Cause: Missing or wrong video codec for the FMV sequences.
Fix:
Genre: Open‑world stealth‑action
Platforms: Windows, macOS, Linux, Xbox Series X|S, PS5, Nintendo Switch
Release Date: 2024‑09‑15 pkf studios ashley lane deadly fugitive r install
| Data Asset | Format | Typical Use | |------------|--------|-------------| | Mission Log | JSON (≈ 2 KB per mission) | Plot success rates, heatmaps of detection. | | Player Stats | CSV (aggregated per session) | Compare gear choices vs. outcomes. | | AI Behaviour Trees | YAML (editable) | Tune difficulty, experiment with AI modifications. |
Because PKF ships these logs unencrypted (by design), anyone can import them straight into R for statistical analysis, visualisation, or even machine‑learning pipelines.
Run the installer
Install RStudio (optional but recommended)
Verify
PKF Studios is a small but ambitious independent development house founded in 2015 in Vancouver, Canada. The name is a nod to the founders’ initials—Paul, Kira, and Frank. Their mission statement reads: Running the script produces a horizontal timeline where
“Craft games that blend narrative depth with emergent gameplay, and give players the tools to explore the data they generate.”

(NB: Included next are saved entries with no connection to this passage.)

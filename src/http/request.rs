//! Per-request context.
//!
//! # Responsibilities
//! - Parse query, urlencoded and multipart arguments
//! - Keep uploaded file metadata and contents
//! - Track request timing for the access log
//! - Derive scheme and client IP, honouring proxy headers when trusted
//!
//! # Design Decisions
//! - Built once per request, owned by the task that serves it
//! - Body is read fully (bounded by `max_memory`) before dispatch
//! - Form arguments contain body values followed by query values

use std::collections::HashMap;
use std::net::SocketAddr;
use std::time::{Duration, Instant};

use axum::body::{Body, Bytes};
use axum::extract::{FromRequest, Multipart};
use axum::http::{header, request::Parts, HeaderMap, Method, Request, Uri, Version};

use crate::handler::HttpError;
use crate::http::cookies;

/// Argument name to its values, in arrival order.
pub type Arguments = HashMap<String, Vec<String>>;

/// A file uploaded in a multipart form.
#[derive(Debug, Clone)]
pub struct UploadedFile {
    pub field: String,
    pub file_name: Option<String>,
    pub content_type: Option<String>,
    pub data: Bytes,
}

impl UploadedFile {
    pub fn size(&self) -> usize {
        self.data.len()
    }
}

/// Transport facts the server knows about a request.
#[derive(Debug, Clone, Copy, Default)]
pub struct RequestOptions {
    pub remote_addr: Option<SocketAddr>,
    /// Trust `X-Forwarded-*`, `X-Scheme` and `X-Real-Ip`.
    pub xheaders: bool,
    /// The connection is TLS.
    pub tls: bool,
    /// Upper bound on the buffered body, in bytes.
    pub max_memory: usize,
}

/// Everything known about one inbound request.
#[derive(Debug)]
pub struct RequestContext {
    method: Method,
    uri: Uri,
    version: Version,
    headers: HeaderMap,
    body: Bytes,
    query_arguments: Arguments,
    form_arguments: Arguments,
    files: HashMap<String, Vec<UploadedFile>>,
    cookies: HashMap<String, String>,
    options: RequestOptions,
    start_time: Instant,
    finish_time: Option<Instant>,
}

impl RequestContext {
    /// Build a context from request parts and an already-read body.
    ///
    /// Urlencoded bodies are parsed into form arguments.
    pub fn from_parts(parts: Parts, body: Bytes, options: RequestOptions) -> Self {
        let mut ctx = Self::assemble(parts.method, parts.uri, parts.version, parts.headers, options);
        if ctx.content_type() == "application/x-www-form-urlencoded" {
            ctx.form_arguments = parse_urlencoded(&body);
        }
        ctx.body = body;
        ctx.merge_query_into_form();
        ctx
    }

    /// Read and parse an axum request.
    pub async fn from_request(request: Request<Body>, options: RequestOptions) -> Result<Self, HttpError> {
        let mut ctx = Self::assemble(
            request.method().clone(),
            request.uri().clone(),
            request.version(),
            request.headers().clone(),
            options,
        );

        if ctx.content_type() == "multipart/form-data" {
            let mut multipart = Multipart::from_request(request, &())
                .await
                .map_err(|e| HttpError::bad_request(e.body_text()))?;
            while let Some(field) = multipart
                .next_field()
                .await
                .map_err(|e| HttpError::bad_request(e.body_text()))?
            {
                let name = field.name().unwrap_or_default().to_string();
                let file_name = field.file_name().map(str::to_string);
                let content_type = field.content_type().map(str::to_string);
                let data = field
                    .bytes()
                    .await
                    .map_err(|e| HttpError::bad_request(e.body_text()))?;

                if file_name.is_some() {
                    ctx.files.entry(name.clone()).or_default().push(UploadedFile {
                        field: name,
                        file_name,
                        content_type,
                        data,
                    });
                } else {
                    let value = String::from_utf8_lossy(&data).into_owned();
                    ctx.form_arguments.entry(name).or_default().push(value);
                }
            }
        } else {
            let body = axum::body::to_bytes(request.into_body(), options.max_memory)
                .await
                .map_err(|e| {
                    tracing::warn!(error = %e, "error reading request body");
                    HttpError::new(413, "request body too large")
                })?;
            if ctx.content_type() == "application/x-www-form-urlencoded" {
                ctx.form_arguments = parse_urlencoded(&body);
            }
            ctx.body = body;
        }

        ctx.merge_query_into_form();
        Ok(ctx)
    }

    fn assemble(method: Method, uri: Uri, version: Version, headers: HeaderMap, options: RequestOptions) -> Self {
        let query_arguments = uri
            .query()
            .map(|q| parse_urlencoded(q.as_bytes()))
            .unwrap_or_default();
        let cookies = cookies::parse_cookies(&headers);
        Self {
            method,
            uri,
            version,
            headers,
            body: Bytes::new(),
            query_arguments,
            form_arguments: Arguments::new(),
            files: HashMap::new(),
            cookies,
            options,
            start_time: Instant::now(),
            finish_time: None,
        }
    }

    fn merge_query_into_form(&mut self) {
        for (key, values) in &self.query_arguments {
            self.form_arguments
                .entry(key.clone())
                .or_default()
                .extend(values.iter().cloned());
        }
    }

    pub fn method(&self) -> &Method {
        &self.method
    }

    pub fn uri(&self) -> &Uri {
        &self.uri
    }

    /// Request path without the query string.
    pub fn path(&self) -> &str {
        self.uri.path()
    }

    /// Path and query as sent by the client.
    pub fn request_uri(&self) -> &str {
        self.uri
            .path_and_query()
            .map(|pq| pq.as_str())
            .unwrap_or_else(|| self.uri.path())
    }

    pub fn version(&self) -> Version {
        self.version
    }

    /// Protocol string, e.g. `HTTP/1.1`.
    pub fn protocol(&self) -> &'static str {
        match self.version {
            Version::HTTP_09 => "HTTP/0.9",
            Version::HTTP_10 => "HTTP/1.0",
            Version::HTTP_11 => "HTTP/1.1",
            Version::HTTP_2 => "HTTP/2.0",
            Version::HTTP_3 => "HTTP/3.0",
            _ => "HTTP/1.1",
        }
    }

    /// True for HTTP/1.0 and older, where keep-alive must be echoed.
    pub fn is_legacy_protocol(&self) -> bool {
        self.version < Version::HTTP_11
    }

    pub fn headers(&self) -> &HeaderMap {
        &self.headers
    }

    /// Header value, or `""` when missing or not valid text.
    pub fn header(&self, name: &str) -> &str {
        self.header_or(name, "")
    }

    pub fn header_or<'a>(&'a self, name: &str, default: &'a str) -> &'a str {
        self.headers
            .get(name)
            .and_then(|v| v.to_str().ok())
            .filter(|v| !v.is_empty())
            .unwrap_or(default)
    }

    /// Host including any port.
    pub fn host(&self) -> &str {
        match self.headers.get(header::HOST).and_then(|v| v.to_str().ok()) {
            Some(host) => host,
            None => self.uri.authority().map(|a| a.as_str()).unwrap_or_default(),
        }
    }

    pub fn scheme(&self) -> &str {
        let mut scheme = match self.uri.scheme_str() {
            Some(s) => s,
            None if self.options.tls => "https",
            None => "http",
        };
        if self.options.xheaders {
            let proto = self.header_or("x-forwarded-proto", scheme);
            let proto = self.header_or("x-scheme", proto);
            if proto == "http" || proto == "https" {
                scheme = proto;
            }
        }
        scheme
    }

    pub fn full_url(&self) -> String {
        format!("{}://{}{}", self.scheme(), self.host(), self.request_uri())
    }

    /// Effective client address.
    pub fn remote_ip(&self) -> String {
        let mut ip = self
            .options
            .remote_addr
            .map(|addr| addr.ip().to_string())
            .unwrap_or_else(|| "127.0.0.1".to_string());
        if self.options.xheaders {
            if let Some(first) = self.proxy().into_iter().next().filter(|s| !s.is_empty()) {
                ip = first.split(':').next().unwrap_or_default().to_string();
                ip = self.header_or("x-real-ip", &ip).to_string();
            }
        }
        ip
    }

    /// Addresses listed in `X-Forwarded-For`.
    pub fn proxy(&self) -> Vec<String> {
        let ips = self.header("x-forwarded-for");
        if ips.is_empty() {
            return Vec::new();
        }
        ips.split(',').map(|ip| ip.trim().to_string()).collect()
    }

    /// The request came through a proxy that set `X-Real-Ip`.
    pub fn behind_proxy(&self) -> bool {
        !self.header("x-real-ip").is_empty()
    }

    /// Media type without parameters; `text/html` when absent.
    pub fn content_type(&self) -> String {
        resolve_content_type(self.header("content-type"))
    }

    pub fn is_ajax(&self) -> bool {
        self.header("x-requested-with") == "XMLHttpRequest"
    }

    pub fn is_upload(&self) -> bool {
        self.content_type() == "multipart/form-data"
    }

    pub fn referer(&self) -> &str {
        self.header("referer")
    }

    pub fn user_agent(&self) -> &str {
        self.header("user-agent")
    }

    pub fn body(&self) -> &Bytes {
        &self.body
    }

    pub fn cookies(&self) -> &HashMap<String, String> {
        &self.cookies
    }

    pub fn cookie(&self, name: &str) -> Option<&str> {
        self.cookies.get(name).map(String::as_str)
    }

    /// Body and query arguments.
    pub fn form_arguments(&self) -> &Arguments {
        &self.form_arguments
    }

    pub fn query_arguments(&self) -> &Arguments {
        &self.query_arguments
    }

    pub fn files(&self) -> &HashMap<String, Vec<UploadedFile>> {
        &self.files
    }

    /// Record the finish time.
    pub fn finish(&mut self) {
        self.finish_time = Some(Instant::now());
    }

    /// Time from arrival to `finish`, or to now if not finished.
    pub fn request_time(&self) -> Duration {
        self.finish_time
            .unwrap_or_else(Instant::now)
            .duration_since(self.start_time)
    }

    pub fn options(&self) -> &RequestOptions {
        &self.options
    }
}

/// Strip parameters from a `Content-Type` value.
pub fn resolve_content_type(value: &str) -> String {
    if value.is_empty() {
        return "text/html".to_string();
    }
    value
        .split(';')
        .next()
        .unwrap_or_default()
        .trim()
        .to_ascii_lowercase()
}

fn parse_urlencoded(input: &[u8]) -> Arguments {
    let mut args = Arguments::new();
    for (key, value) in url::form_urlencoded::parse(input) {
        args.entry(key.into_owned()).or_default().push(value.into_owned());
    }
    args
}

#[cfg(test)]
mod tests {
    use super::*;

    fn context(request: Request<&'static str>, options: RequestOptions) -> RequestContext {
        let (parts, body) = request.into_parts();
        RequestContext::from_parts(parts, Bytes::from_static(body.as_bytes()), options)
    }

    #[test]
    fn test_query_and_form_arguments() {
        let request = Request::builder()
            .method("POST")
            .uri("/submit?a=1&b=2")
            .header("content-type", "application/x-www-form-urlencoded; charset=UTF-8")
            .body("a=0&name=lemon+tree")
            .unwrap();
        let ctx = context(request, RequestOptions::default());

        assert_eq!(ctx.query_arguments()["a"], vec!["1"]);
        assert_eq!(ctx.form_arguments()["a"], vec!["0", "1"]);
        assert_eq!(ctx.form_arguments()["name"], vec!["lemon tree"]);
        assert_eq!(ctx.form_arguments()["b"], vec!["2"]);
    }

    #[test]
    fn test_non_form_body_is_not_parsed() {
        let request = Request::builder()
            .method("POST")
            .uri("/json")
            .header("content-type", "application/json")
            .body("a=1")
            .unwrap();
        let ctx = context(request, RequestOptions::default());
        assert!(ctx.form_arguments().is_empty());
        assert_eq!(ctx.body().as_ref(), b"a=1");
    }

    #[test]
    fn test_scheme_honours_proxy_headers_only_when_trusted() {
        let build = || {
            Request::builder()
                .uri("/")
                .header("x-forwarded-proto", "https")
                .body("")
                .unwrap()
        };
        let untrusted = context(build(), RequestOptions::default());
        assert_eq!(untrusted.scheme(), "http");

        let trusted = context(
            build(),
            RequestOptions {
                xheaders: true,
                ..Default::default()
            },
        );
        assert_eq!(trusted.scheme(), "https");
    }

    #[test]
    fn test_remote_ip() {
        let request = Request::builder()
            .uri("/")
            .header("x-forwarded-for", "10.0.0.1, 10.0.0.2")
            .body("")
            .unwrap();
        let options = RequestOptions {
            remote_addr: Some("192.168.1.5:5000".parse().unwrap()),
            xheaders: true,
            ..Default::default()
        };
        assert_eq!(context(request, options).remote_ip(), "10.0.0.1");

        let request = Request::builder().uri("/").body("").unwrap();
        let options = RequestOptions {
            remote_addr: Some("192.168.1.5:5000".parse().unwrap()),
            ..Default::default()
        };
        assert_eq!(context(request, options).remote_ip(), "192.168.1.5");
    }

    #[test]
    fn test_cookies_and_host() {
        let request = Request::builder()
            .uri("/path?x=1")
            .header("host", "example.com:8080")
            .header("cookie", "a=1; b=two")
            .body("")
            .unwrap();
        let ctx = context(request, RequestOptions::default());
        assert_eq!(ctx.cookie("b"), Some("two"));
        assert_eq!(ctx.host(), "example.com:8080");
        assert_eq!(ctx.request_uri(), "/path?x=1");
        assert_eq!(ctx.full_url(), "http://example.com:8080/path?x=1");
    }

    #[test]
    fn test_content_type_default() {
        assert_eq!(resolve_content_type(""), "text/html");
        assert_eq!(
            resolve_content_type("Multipart/Form-Data; boundary=xyz"),
            "multipart/form-data"
        );
    }

    #[test]
    fn test_request_time() {
        let mut ctx = context(Request::builder().uri("/").body("").unwrap(), RequestOptions::default());
        ctx.finish();
        let first = ctx.request_time();
        std::thread::sleep(Duration::from_millis(5));
        assert_eq!(ctx.request_time(), first);
    }
}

“A game is a conversation between the player and the system. If we can record that conversation, we can learn from it, improve it, and let the community remix it.”
Lane’s fingerprints are everywhere in Deadly Fugitive: from the “Fugitive Score” metric (a composite of stealth, speed, and resource usage) to the “Trace Log” file that the game writes every 30 seconds. Those logs are plain‑text JSON, making them perfect for analysis in R, Python, or even Excel. Run the installer
Once you have downloaded the PKF_Studios_Ashley_Lane_Deadly_Fugitive_R.rar (or .iso) file:
Begin Installation – Click “Proceed.” The “R install” will decompress archives. This can take 15-30 minutes depending on your CPU. Do not close the window even if it appears frozen—look for disk activity.